-- TASK DETAILS --
Scan the entries for the word "AtomicPtr" and report how many lines contain it, as a number with no other words.
--- DATA FOR ANALYSIS ---
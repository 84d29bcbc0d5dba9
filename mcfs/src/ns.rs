use crate::rcu::ReadGuard;
use crate::spinlock::SpinMutex;
use alloc::boxed::Box;
use core::ptr::{self, NonNull};
use core::sync::atomic::{AtomicPtr, Ordering};

const NHASH: usize = 64;

// A concurrent hash index. Mutations take the bucket spinlock; reads
// walk the chain locklessly and must be bracketed by a read section
// on the reclamation domain that owns the unlinked nodes, which is
// what keeps a node memory-valid while a reader may still step onto
// it. Pointer loads and stores are SeqCst to pair with the domain's
// epoch protocol.
pub struct Node<V> {
    key: u32,
    val: V,
    next: AtomicPtr<Node<V>>,
}

struct Bucket<V> {
    lock: SpinMutex<()>,
    head: AtomicPtr<Node<V>>,
}

pub struct Ns<V> {
    buckets: [Bucket<V>; NHASH],
}

impl<V: Copy> Ns<V> {
    pub fn new() -> Ns<V> {
        Ns {
            buckets: core::array::from_fn(|_| Bucket {
                lock: SpinMutex::new("ns", ()),
                head: AtomicPtr::new(ptr::null_mut()),
            }),
        }
    }

    fn bucket(&self, key: u32) -> &Bucket<V> {
        &self.buckets[key as usize % NHASH]
    }

    pub fn lookup<T>(&self, key: u32, _section: &ReadGuard<'_, T>) -> Option<V> {
        let mut p = self.bucket(key).head.load(Ordering::SeqCst);
        while let Some(n) = unsafe { p.as_ref() } {
            if n.key == key {
                return Some(n.val);
            }
            p = n.next.load(Ordering::SeqCst);
        }
        None
    }

    // Fails, returning the value, if the key is already present.
    pub fn insert(&self, key: u32, val: V) -> Result<(), V> {
        let b = self.bucket(key);
        let _guard = b.lock.lock();
        let mut p = b.head.load(Ordering::SeqCst);
        while let Some(n) = unsafe { p.as_ref() } {
            if n.key == key {
                return Err(val);
            }
            p = n.next.load(Ordering::SeqCst);
        }
        let node = Box::into_raw(Box::new(Node {
            key,
            val,
            next: AtomicPtr::new(b.head.load(Ordering::SeqCst)),
        }));
        b.head.store(node, Ordering::SeqCst);
        Ok(())
    }

    // Unlink the entry and hand its node back for deferred
    // destruction; concurrent readers may still be traversing it.
    pub fn remove(&self, key: u32) -> Option<NonNull<Node<V>>> {
        let b = self.bucket(key);
        let _guard = b.lock.lock();
        let mut prev = &b.head;
        loop {
            let p = prev.load(Ordering::SeqCst);
            let n = unsafe { p.as_ref() }?;
            if n.key == key {
                prev.store(n.next.load(Ordering::SeqCst), Ordering::SeqCst);
                return NonNull::new(p);
            }
            prev = &n.next;
        }
    }

    // Visit entries in arbitrary order until the visitor claims one.
    pub fn enumerate<T, F: FnMut(V) -> bool>(
        &self,
        _section: &ReadGuard<'_, T>,
        mut f: F,
    ) -> Option<V> {
        for b in &self.buckets {
            let mut p = b.head.load(Ordering::SeqCst);
            while let Some(n) = unsafe { p.as_ref() } {
                if f(n.val) {
                    return Some(n.val);
                }
                p = n.next.load(Ordering::SeqCst);
            }
        }
        None
    }

    // Tear the index down, handing each value to the caller.
    // Exclusive access proves no reader or writer remains.
    pub fn drain<F: FnMut(V)>(&mut self, mut f: F) {
        for b in &mut self.buckets {
            let mut p = core::mem::replace(b.head.get_mut(), ptr::null_mut());
            while !p.is_null() {
                let n = unsafe { Box::from_raw(p) };
                p = n.next.load(Ordering::SeqCst);
                f(n.val);
            }
        }
    }
}

impl<V> Drop for Ns<V> {
    fn drop(&mut self) {
        for b in &mut self.buckets {
            let mut p = core::mem::replace(b.head.get_mut(), ptr::null_mut());
            while !p.is_null() {
                let n = unsafe { Box::from_raw(p) };
                p = n.next.load(Ordering::SeqCst);
            }
        }
    }
}
use crate::spinlock::SpinMutex;
use alloc::vec::Vec;
use core::sync::atomic::{AtomicU64, AtomicUsize, Ordering};

// Scoped-read reclamation. Readers bracket index walks with read();
// writers that unlink something hand it to defer() instead of freeing
// it, and reclaim() hands it back once no reader that could still
// observe it remains.
//
// Two-epoch scheme: a reader pins the parity of the epoch it enters
// under; the epoch advances only once the parity it is leaving behind
// has drained. An item deferred at epoch e is therefore unobservable
// by the time the epoch reaches e + 2. All operations are SeqCst so a
// reader admitted after an unlink's defer cannot walk onto the
// unlinked item through a stale pointer load.
pub struct Domain<T> {
    epoch: AtomicU64,
    active: [AtomicUsize; 2],
    garbage: SpinMutex<Vec<(u64, T)>>,
}

pub struct ReadGuard<'a, T> {
    domain: &'a Domain<T>,
    epoch: u64,
}

impl<T> Domain<T> {
    pub const fn new() -> Domain<T> {
        Domain {
            epoch: AtomicU64::new(0),
            active: [AtomicUsize::new(0), AtomicUsize::new(0)],
            garbage: SpinMutex::new("rcu", Vec::new()),
        }
    }

    pub fn read(&self) -> ReadGuard<'_, T> {
        loop {
            let epoch = self.epoch.load(Ordering::SeqCst);
            self.active[(epoch & 1) as usize].fetch_add(1, Ordering::SeqCst);
            // The epoch may have advanced between the load and the
            // increment; the count must land on the live parity.
            if self.epoch.load(Ordering::SeqCst) == epoch {
                return ReadGuard {
                    domain: self,
                    epoch,
                };
            }
            self.active[(epoch & 1) as usize].fetch_sub(1, Ordering::SeqCst);
        }
    }

    pub fn defer(&self, item: T) {
        let epoch = self.epoch.load(Ordering::SeqCst);
        self.garbage.with_lock(|g| g.push((epoch, item)));
    }

    pub fn pending(&self) -> usize {
        self.garbage.with_lock(|g| g.len())
    }

    // Advance the epoch if its trailing parity has drained, then hand
    // every item that has aged out to f. Callers must not hold any
    // lock that f's work might need.
    pub fn reclaim<F: FnMut(T)>(&self, mut f: F) {
        let epoch = self.epoch.load(Ordering::SeqCst);
        if self.active[((epoch + 1) & 1) as usize].load(Ordering::SeqCst) == 0 {
            let _ = self.epoch.compare_exchange(
                epoch,
                epoch + 1,
                Ordering::SeqCst,
                Ordering::SeqCst,
            );
        }
        let epoch = self.epoch.load(Ordering::SeqCst);
        let mut ready = Vec::new();
        self.garbage.with_lock(|g| {
            let mut i = 0;
            while i < g.len() {
                if g[i].0 + 2 <= epoch {
                    ready.push(g.swap_remove(i));
                } else {
                    i += 1;
                }
            }
        });
        for (_, item) in ready {
            f(item);
        }
    }

    // Hand back everything regardless of age. Exclusive access proves
    // no reader exists, so nothing can still observe the items.
    pub fn drain_all<F: FnMut(T)>(&mut self, mut f: F) {
        for (_, item) in self.garbage.get_mut().drain(..) {
            f(item);
        }
    }
}

impl<T> Drop for ReadGuard<'_, T> {
    fn drop(&mut self) {
        self.domain.active[(self.epoch & 1) as usize].fetch_sub(1, Ordering::SeqCst);
    }
}
use crate::dev::BlockDev;
use crate::fs::{Fs, Superblock, BPB, BSIZE, ROOTINO};
use crate::Result;
use alloc::sync::Arc;
use core::mem;
use syslib::stat::FileType;
use zerocopy::AsBytes;

// Lay down an empty file system: superblock, zeroed inode table and
// data area, and a bitmap with the metadata blocks marked in use.
// Leaves every on-disk inode free; mkfs adds the root directory.
pub fn format(dev: &dyn BlockDev, size: u32, ninodes: u32) {
    assert!(
        ninodes > 0 && ninodes <= u16::MAX as u32,
        "format: bad inode count"
    );
    let mut sb = Superblock {
        size,
        nblocks: 0,
        ninodes,
    };
    let meta = sb.datastart();
    assert!(meta < size, "format: device too small");
    sb.nblocks = size - meta;

    let zero = [0u8; BSIZE];
    for b in 0..size {
        dev.write_block(b, &zero);
    }

    let mut block = [0u8; BSIZE];
    block[..mem::size_of::<Superblock>()].copy_from_slice(sb.as_bytes());
    dev.write_block(1, &block);

    // The boot block, superblock, inode table, and the bitmap itself
    // are permanently in use.
    for bb in 0..sb.nbitmapblocks() {
        let mut bits = [0u8; BSIZE];
        let base = bb * BPB as u32;
        let mut bi = 0u32;
        while bi < BPB as u32 && base + bi < meta {
            bits[(bi / 8) as usize] |= 1 << (bi % 8);
            bi += 1;
        }
        dev.write_block(sb.bblock(base), &bits);
    }
}

// Format the device and build the root directory.
pub fn mkfs(driver: Arc<dyn BlockDev>, size: u32, ninodes: u32) -> Result<()> {
    format(&*driver, size, ninodes);
    let fs = Fs::new(driver)?;
    let root = fs.ialloc(fs.dev(), FileType::Dir);
    assert_eq!(root.inum(), ROOTINO, "mkfs: root is not the first inode");
    root.nlink_inc();
    fs.iupdate(&root);
    fs.dirlink(&root, b".", root.inum()).expect("mkfs: dot");
    fs.dirlink(&root, b"..", root.inum()).expect("mkfs: dotdot");
    root.iunlock();
    drop(root);
    fs.quiesce();
    Ok(())
}

#[cfg(test)]
mod mkfs_tests {
    use super::{format, mkfs};
    use crate::fs::{Fs, ROOTINO};
    use crate::ramdisk::RamDisk;
    use std::sync::Arc;
    use syslib::stat::FileType;

    #[test]
    fn format_marks_metadata_in_use() {
        let disk = Arc::new(RamDisk::new(512));
        format(&*disk, 512, 30);
        let fs = Fs::new(disk).expect("mount");
        // The first allocatable block is the first data block.
        assert_eq!(fs.balloc(fs.dev()), fs.superblock().datastart());
    }

    #[test]
    fn mkfs_builds_a_mountable_root() {
        let disk = Arc::new(RamDisk::new(2048));
        mkfs(disk.clone(), 2048, 100).expect("mkfs");
        let fs = Fs::new(disk).expect("mount");
        let root = fs.namei(b"/", None).expect("root");
        assert_eq!(root.inum(), ROOTINO);
        root.with_rlock(|r| {
            assert_eq!(r.typ(), FileType::Dir);
            assert_eq!(r.nlink(), 1);
            let dot = fs.dirlookup(r, b".", None).expect("dot");
            assert_eq!(dot.inum(), ROOTINO);
            let dotdot = fs.dirlookup(r, b"..", None).expect("dotdot");
            assert_eq!(dotdot.inum(), ROOTINO);
        });
    }

    #[test]
    #[should_panic(expected = "format: device too small")]
    fn tiny_devices_are_rejected() {
        let disk = RamDisk::new(4);
        format(&disk, 4, 30);
    }
}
---
-- RESPONSE AREA --
5